I am performing a GWAS Analysis, while comparing my pre-imputation and post-imputation data, I observed that the most significant genetic variant (p<1x 10-16) from pre-imputation data is no more significant post imputation. Imputation performed using reference genome 1000genome phase3 v5 SAS population data in Michigan Imputation server. These variants were missed out while matching the target data and the ref data. How do I overcome this? What is should be reported in the manuscript (pre or post imputation data)? How do we justify such findings ?
I am no expert, but my guess is that the imputation step drastically increased the number of SNPs and thus the number of association tests performed. When correcting for multiple testing, your significant SNPs no longer pass the threshold. How many SNPs were tested before and after imputation? Also, what software/model are you using for GWAS?

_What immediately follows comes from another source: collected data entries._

mod common;

use std::time::Duration;

use calsync_core::constants::DEFAULT_CATEGORY_SEPARATORS;
use calsync_core::engine::{Phase, Reconciler, RunOptions, SyncReport};
use calsync_core::record::{CategoryGroup, CategoryKey, EventRecord, group_by_category};
use calsync_core::retry::Executor;
use calsync_core::store::SyncStore;
use chrono::{Duration as ChronoDuration, Utc};
use chrono_tz::Europe::Paris;
use tokio::time::Instant;

use common::{FakeCalendar, executor, record, weekly};

fn options() -> RunOptions {
    RunOptions {
        pause_between_categories: Duration::from_secs(300),
        post_create_delay: Duration::from_millis(500),
        ..RunOptions::default()
    }
}

async fn run(
    remote: &FakeCalendar,
    store: &SyncStore,
    exec: &Executor,
    records: Vec<EventRecord>,
    options: &RunOptions,
) -> SyncReport {
    let groups: Vec<CategoryGroup> = group_by_category(records);
    Reconciler::new(remote, store, exec, Paris)
        .run(groups, options, &mut ())
        .await
        .unwrap()
}

#[tokio::test(start_paused = true)]
async fn new_category_is_created_and_fully_synced() {
    let remote = FakeCalendar::new();
    let store = SyncStore::open_in_memory().unwrap();
    let exec = executor();

    let report = run(&remote, &store, &exec, weekly("Optique — Sec6", 3), &options()).await;

    let outcome = &report.categories[0];
    assert_eq!(outcome.name, "Optique");
    assert!(outcome.calendar_created);
    assert_eq!(outcome.already_present, 0);
    assert_eq!(outcome.created, 3);
    assert_eq!(outcome.phase, Phase::Settled);

    let state = store.get_calendar_state("Optique").unwrap().unwrap();
    assert_eq!(state.expected_count, 3);
    assert_eq!(state.synced_count, 3);
    assert!(state.complete);
    assert!(state.last_sync.is_some());

    let calendar_id = remote.calendar_id("Optique").unwrap();
    assert_eq!(state.calendar_id, calendar_id);
    assert_eq!(remote.events(&calendar_id).len(), 3);
}

#[tokio::test(start_paused = true)]
async fn resume_creates_only_missing_events() {
    let remote = FakeCalendar::new();
    let calendar_id = remote.add_calendar("Optique");
    remote.add_event(&calendar_id, "Optique — Sec6", "2026-03-02 08:30", "2026-03-02 10:30");
    remote.add_event(&calendar_id, "Optique — Sec6", "2026-03-09 08:30", "2026-03-09 10:30");

    let store = SyncStore::open_in_memory().unwrap();
    let exec = executor();
    let report = run(&remote, &store, &exec, weekly("Optique — Sec6", 5), &options()).await;

    let outcome = &report.categories[0];
    assert!(!outcome.calendar_created);
    assert_eq!(outcome.already_present, 2);
    assert_eq!(outcome.created, 3);
    assert_eq!(remote.calls().create_event, 3);
    assert_eq!(remote.events(&calendar_id).len(), 5);
    assert!(store.get_calendar_state("Optique").unwrap().unwrap().complete);
}

#[tokio::test(start_paused = true)]
async fn second_run_inserts_nothing() {
    let remote = FakeCalendar::new();
    let store = SyncStore::open_in_memory().unwrap();
    let exec = executor();
    let mut records = weekly("Optique — Sec6", 3);
    records.extend(weekly("Analyse 4 — Sec6", 2));

    let first = run(&remote, &store, &exec, records.clone(), &options()).await;
    assert_eq!(first.events_created(), 5);
    assert_eq!(first.calendars_created(), 2);

    let second = run(&remote, &store, &exec, records, &options()).await;
    assert_eq!(second.events_created(), 0);
    assert_eq!(second.calendars_created(), 0);
    assert_eq!(remote.calls().create_event, 5);
    assert_eq!(remote.calls().create_calendar, 2);

    for state in store.list_calendar_states().unwrap() {
        assert!(state.complete, "{} should stay complete", state.name);
    }
}

#[tokio::test(start_paused = true)]
async fn categories_run_in_lexical_order_with_pause_between() {
    let remote = FakeCalendar::new();
    let store = SyncStore::open_in_memory().unwrap();
    let exec = executor();
    let opts = RunOptions {
        post_create_delay: Duration::ZERO,
        ..options()
    };

    let mut records = weekly("Optique — Sec6", 1);
    records.extend(weekly("Analyse 4 — Sec6", 1));
    records.extend(weekly("Mécanique — Sec6", 1));

    let started = Instant::now();
    let report = run(&remote, &store, &exec, records, &opts).await;

    let names: Vec<&str> = report.categories.iter().map(|c| c.name.as_str()).collect();
    assert_eq!(names, vec!["Analyse 4", "Mécanique", "Optique"]);
    assert_eq!(remote.calendar_names(), vec!["Analyse 4", "Mécanique", "Optique"]);
    // Two pauses, none after the last category.
    assert_eq!(started.elapsed(), Duration::from_secs(600));
}

#[tokio::test(start_paused = true)]
async fn exhaustion_fails_category_but_not_run() {
    let remote = FakeCalendar::new();
    let store = SyncStore::open_in_memory().unwrap();
    let exec = executor();
    let mut records = weekly("Analyse 4 — Sec6", 2);
    records.extend(weekly("Optique — Sec6", 2));

    // First event of "Analyse 4" uses up every attempt.
    remote.fail_creates_with_quota(5);
    let report = run(&remote, &store, &exec, records, &options()).await;

    let analyse = &report.categories[0];
    assert_eq!(analyse.phase, Phase::Failed);
    assert!(analyse.error.as_deref().unwrap().contains("after 5 attempts"));
    assert_eq!(analyse.created, 0);

    let state = store.get_calendar_state("Analyse 4").unwrap().unwrap();
    assert!(!state.complete);
    assert_eq!(state.synced_count, 0);

    let optique = &report.categories[1];
    assert_eq!(optique.phase, Phase::Settled);
    assert!(optique.complete);
    assert_eq!(report.incomplete().count(), 1);
}

#[tokio::test(start_paused = true)]
async fn transient_quota_errors_are_retried_transparently() {
    let remote = FakeCalendar::new();
    let store = SyncStore::open_in_memory().unwrap();
    let exec = executor();

    remote.fail_creates_with_quota(2);
    let report = run(&remote, &store, &exec, weekly("Optique — Sec6", 2), &options()).await;

    assert_eq!(report.events_created(), 2);
    assert!(report.categories[0].complete);
    assert_eq!(remote.calls().create_event, 4);
}

#[tokio::test(start_paused = true)]
async fn rejected_event_is_skipped_and_category_left_incomplete() {
    let remote = FakeCalendar::new();
    let store = SyncStore::open_in_memory().unwrap();
    let exec = executor();

    let mut records = weekly("Optique — Sec6", 2);
    records.push(record("Optique — Sec6 TP", "2026-03-03 14:00", "2026-03-03 16:00"));
    remote.reject_subject("Optique — Sec6 TP");

    let report = run(&remote, &store, &exec, records, &options()).await;

    let outcome = &report.categories[0];
    assert_eq!(outcome.phase, Phase::Settled);
    assert_eq!(outcome.created, 2);
    assert_eq!(outcome.failed_events, 1);
    assert_eq!(outcome.synced, 2);
    assert!(!outcome.complete);
    assert_eq!(remote.calls().create_event, 3);
}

We did not perform multiple correction. The SNPs significant pre-imputation (unadjusted p < 1x10-16) is no longer significant post imputation even till p < 0.05. We performed genotyping on ~8 lakh markers and post Quality control, ~3 lakh markers were used as input file for imputation. Post-imputation my output .vcf file retrieved ~80 lakh markers. We performed association analysis using plink where summary statistics were calculated using X2 test. For imputation, we used Michigan imputation server, using 1000genome phase3 v5 (SAS population) as reference, where phasing was performed using Eagle v2.4 where r2 threshold was put 0.2.